- **Task**:
Where a line in the records holds "sections", count it once; return only the final number.

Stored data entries
================
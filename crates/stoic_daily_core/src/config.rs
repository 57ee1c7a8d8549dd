//! Configuration types for stoic-daily.
//!
//! This module provides the [`Config`] struct which stores the section toggles
//! and the paths the journal writes to. Configuration is persisted as TOML
//! (typically at `~/.config/stoic-daily/config.toml` on Unix systems).
//!
//! Every field has a default, so a config file only needs the keys the user
//! wants to change:
//!
//! ```toml
//! vault_dir = "/home/me/vault"
//!
//! [sections]
//! show_evening_note = false
//! ```
//!
//! # Async-first Design
//!
//! Use `Config::load_from()` with an `AsyncFileSystem` to load config.
//! For synchronous contexts, use the `_sync` variants.

use std::fmt;
use std::path::{Path, PathBuf};
use std::str::FromStr;
use std::time::Duration;

use serde::{Deserialize, Serialize};

use crate::body::{BodyStyle, NoteBodyBuilder, SectionBodyBuilder, TemplateBodyBuilder};
use crate::error::{Result, StoicError};
use crate::fs::{AsyncFileSystem, FileSystem, SyncToAsyncFs};
use crate::layout::{DEFAULT_ROOT_FOLDER, DEFAULT_TEMPLATE_FILE, NoteLayout};
use crate::lifecycle::DEFAULT_REFRESH_INTERVAL;

/// One of the optional day-note sections.
#[derive(Debug, Clone, Copy, PartialEq, Eq, Hash)]
pub enum Toggle {
    /// Random quote with attribution
    Quote,
    /// Morning notes heading and prompt
    MorningNote,
    /// Evening notes heading and prompt
    EveningNote,
    /// Random practice
    Practice,
}

impl Toggle {
    /// Every toggle, in section order.
    pub const ALL: [Toggle; 4] = [
        Toggle::Quote,
        Toggle::MorningNote,
        Toggle::EveningNote,
        Toggle::Practice,
    ];

    /// Key used in the config file.
    pub fn key(self) -> &'static str {
        match self {
            Toggle::Quote => "show_quote",
            Toggle::MorningNote => "show_morning_note",
            Toggle::EveningNote => "show_evening_note",
            Toggle::Practice => "show_practice",
        }
    }

    /// Display name.
    pub fn name(self) -> &'static str {
        match self {
            Toggle::Quote => "Show Quote",
            Toggle::MorningNote => "Show Morning Note",
            Toggle::EveningNote => "Show Evening Note",
            Toggle::Practice => "Show Practice",
        }
    }

    /// One-line description.
    pub fn description(self) -> &'static str {
        match self {
            Toggle::Quote => "Display stoic quote",
            Toggle::MorningNote => "Display title for morning note",
            Toggle::EveningNote => "Display title for evening note",
            Toggle::Practice => "Display stoic practice",
        }
    }
}

impl fmt::Display for Toggle {
    fn fmt(&self, f: &mut fmt::Formatter<'_>) -> fmt::Result {
        f.write_str(self.key())
    }
}

impl FromStr for Toggle {
    type Err = StoicError;

    /// Accepts the config key (`show_quote`) or the short form (`quote`,
    /// `morning-note`).
    fn from_str(s: &str) -> Result<Self> {
        let normalized = s.trim().to_ascii_lowercase().replace('-', "_");
        let short = normalized.strip_prefix("show_").unwrap_or(&normalized);
        Toggle::ALL
            .into_iter()
            .find(|t| t.key().trim_start_matches("show_") == short)
            .ok_or_else(|| StoicError::UnknownToggle(s.to_string()))
    }
}

/// A toggle together with its current value, for display.
#[derive(Debug, Clone, PartialEq, Eq)]
pub struct SettingsToggle {
    /// Config key
    pub key: &'static str,
    /// Display name
    pub name: &'static str,
    /// One-line description
    pub description: &'static str,
    /// Whether the section is included
    pub value: bool,
}

/// Which sections the section body builder emits.
#[derive(Debug, Clone, Copy, PartialEq, Eq, Serialize, Deserialize)]
#[serde(default)]
pub struct SectionToggles {
    /// Include the quote section
    pub show_quote: bool,
    /// Include the morning notes section
    pub show_morning_note: bool,
    /// Include the evening notes section
    pub show_evening_note: bool,
    /// Include the practice section
    pub show_practice: bool,
}

impl Default for SectionToggles {
    fn default() -> Self {
        Self {
            show_quote: true,
            show_morning_note: true,
            show_evening_note: true,
            show_practice: true,
        }
    }
}

impl SectionToggles {
    /// Current value of `toggle`.
    pub fn get(&self, toggle: Toggle) -> bool {
        match toggle {
            Toggle::Quote => self.show_quote,
            Toggle::MorningNote => self.show_morning_note,
            Toggle::EveningNote => self.show_evening_note,
            Toggle::Practice => self.show_practice,
        }
    }

    /// Change one toggle.
    pub fn set(&mut self, toggle: Toggle, value: bool) {
        let slot = match toggle {
            Toggle::Quote => &mut self.show_quote,
            Toggle::MorningNote => &mut self.show_morning_note,
            Toggle::EveningNote => &mut self.show_evening_note,
            Toggle::Practice => &mut self.show_practice,
        };
        *slot = value;
    }

    /// Every toggle with its name, description and value.
    pub fn all(&self) -> Vec<SettingsToggle> {
        Toggle::ALL
            .into_iter()
            .map(|t| SettingsToggle {
                key: t.key(),
                name: t.name(),
                description: t.description(),
                value: self.get(t),
            })
            .collect()
    }
}

/// `Config` is a data structure that represents the parts of stoic-daily that the user can configure.
#[derive(Debug, Clone, PartialEq, Serialize, Deserialize)]
#[serde(default)]
pub struct Config {
    /// Directory that holds the root folder (the vault)
    pub vault_dir: PathBuf,

    /// Folder inside the vault where every note is written
    pub root_folder: String,

    /// How day notes are built: `sections` or `template`
    pub body_style: BodyStyle,

    /// Day template file name, relative to the root folder
    pub template_file: String,

    /// Preferred editor (falls back to $EDITOR if not set)
    #[serde(skip_serializing_if = "Option::is_none")]
    pub editor: Option<String>,

    /// Seconds between checks in `watch` mode
    pub refresh_interval_secs: u64,

    /// Directory with `quotes.json` / `practices.json` overrides
    #[serde(skip_serializing_if = "Option::is_none")]
    pub library_dir: Option<PathBuf>,

    /// Section toggles
    pub sections: SectionToggles,
}

impl Config {
    /// Create a new config with the given vault directory
    pub fn new(vault_dir: PathBuf) -> Self {
        Self {
            vault_dir,
            root_folder: DEFAULT_ROOT_FOLDER.to_string(),
            body_style: BodyStyle::default(),
            template_file: DEFAULT_TEMPLATE_FILE.to_string(),
            editor: None,
            refresh_interval_secs: DEFAULT_REFRESH_INTERVAL.as_secs(),
            library_dir: None,
            sections: SectionToggles::default(),
        }
    }

    /// The folder holding every note: vault joined with the root folder
    pub fn root_dir(&self) -> PathBuf {
        // A leading "/" would make this an absolute path instead of relative
        let normalized = self.root_folder.trim_start_matches('/');
        self.vault_dir.join(normalized)
    }

    /// Note layout for this config
    pub fn layout(&self) -> NoteLayout {
        NoteLayout::new(self.root_dir()).with_template_file(self.template_file.clone())
    }

    /// Interval between watch ticks, never shorter than one second
    pub fn refresh_interval(&self) -> Duration {
        Duration::from_secs(self.refresh_interval_secs.max(1))
    }

    /// Set a toggle by name (`show_quote`, `quote`, ...)
    pub fn set_toggle(&mut self, name: &str, value: bool) -> Result<Toggle> {
        let toggle = name.parse::<Toggle>()?;
        self.sections.set(toggle, value);
        Ok(toggle)
    }

    /// The day body builder selected by `body_style`
    pub fn body_builder(&self) -> Box<dyn NoteBodyBuilder> {
        match self.body_style {
            BodyStyle::Sections => Box::new(SectionBodyBuilder::new(self.sections)),
            BodyStyle::Template => Box::new(TemplateBodyBuilder::builtin()),
        }
    }

    // ========================================================================
    // AsyncFileSystem-based methods (work on all platforms)
    // ========================================================================

    /// Load config from a specific path using an AsyncFileSystem.
    pub async fn load_from<FS: AsyncFileSystem>(fs: &FS, path: &Path) -> Result<Self> {
        let contents = fs
            .read_to_string(path)
            .await
            .map_err(|e| StoicError::FileRead {
                path: path.to_path_buf(),
                source: e,
            })?;

        let config: Config = toml::from_str(&contents)?;
        Ok(config)
    }

    /// Save config to a specific path using an AsyncFileSystem.
    pub async fn save_to<FS: AsyncFileSystem>(&self, fs: &FS, path: &Path) -> Result<()> {
        if let Some(parent) = path.parent()
            && !parent.as_os_str().is_empty()
        {
            fs.create_dir_all(parent)
                .await
                .map_err(|e| StoicError::CreateFolder {
                    path: parent.to_path_buf(),
                    source: e,
                })?;
        }

        let contents = toml::to_string_pretty(self)?;
        fs.write_file(path, &contents)
            .await
            .map_err(|e| StoicError::FileWrite {
                path: path.to_path_buf(),
                source: e,
            })?;
        Ok(())
    }

    /// Load config from an AsyncFileSystem, falling back to defaults when the
    /// file does not exist. A file that exists but does not parse is an error.
    pub async fn load_from_or_default<FS: AsyncFileSystem>(fs: &FS, path: &Path) -> Result<Self> {
        if fs.exists(path).await {
            Self::load_from(fs, path).await
        } else {
            log::debug!("No config at {:?}, using defaults", path);
            Ok(Self::default())
        }
    }

    // ========================================================================
    // Sync wrappers
    // ========================================================================

    /// Sync wrapper for [`Config::load_from`].
    #[cfg(not(target_arch = "wasm32"))]
    pub fn load_from_sync<FS: FileSystem>(fs: FS, path: &Path) -> Result<Self> {
        futures_lite::future::block_on(Self::load_from(&SyncToAsyncFs::new(fs), path))
    }

    /// Sync wrapper for [`Config::save_to`].
    #[cfg(not(target_arch = "wasm32"))]
    pub fn save_to_sync<FS: FileSystem>(&self, fs: FS, path: &Path) -> Result<()> {
        futures_lite::future::block_on(self.save_to(&SyncToAsyncFs::new(fs), path))
    }

    /// Sync wrapper for [`Config::load_from_or_default`].
    #[cfg(not(target_arch = "wasm32"))]
    pub fn load_from_or_default_sync<FS: FileSystem>(fs: FS, path: &Path) -> Result<Self> {
        futures_lite::future::block_on(Self::load_from_or_default(&SyncToAsyncFs::new(fs), path))
    }
}

// ============================================================================
// Native-only implementation
// ============================================================================

#[cfg(not(target_arch = "wasm32"))]
impl Default for Config {
    fn default() -> Self {
        let vault = dirs::home_dir()
            .unwrap_or_else(|| PathBuf::from("."))
            .join("notes");
        Self::new(vault)
    }
}

#[cfg(not(target_arch = "wasm32"))]
impl Config {
    /// Get the config file path (~/.config/stoic-daily/config.toml)
    pub fn config_path() -> Option<PathBuf> {
        dirs::config_dir().map(|dir| dir.join("stoic-daily").join("config.toml"))
    }

    /// Load config from default location, or return default if file doesn't exist
    pub fn load() -> Result<Self> {
        match Self::config_path() {
            Some(path) => Self::load_from_or_default_sync(crate::fs::RealFileSystem, &path),
            None => Ok(Config::default()),
        }
    }

    /// Save config to default location
    pub fn save(&self) -> Result<()> {
        let path = Self::config_path().ok_or(StoicError::NoConfigDir)?;
        self.save_to_sync(crate::fs::RealFileSystem, &path)
    }

    /// Initialize config with user-provided values and save it to `path`,
    /// or to the default location when no path is given
    pub fn init(
        vault_dir: Option<PathBuf>,
        root_folder: Option<String>,
        path: Option<&Path>,
    ) -> Result<Self> {
        let mut config = match vault_dir {
            Some(dir) => Config::new(dir),
            None => Config::default(),
        };
        if let Some(folder) = root_folder {
            config.root_folder = folder;
        }
        match path {
            Some(path) => config.save_to_sync(crate::fs::RealFileSystem, path)?,
            None => config.save()?,
        }
        Ok(config)
    }
}

#[cfg(target_arch = "wasm32")]
impl Default for Config {
    fn default() -> Self {
        Self::new(PathBuf::from("/notes"))
    }
}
================
- **Response box**:
8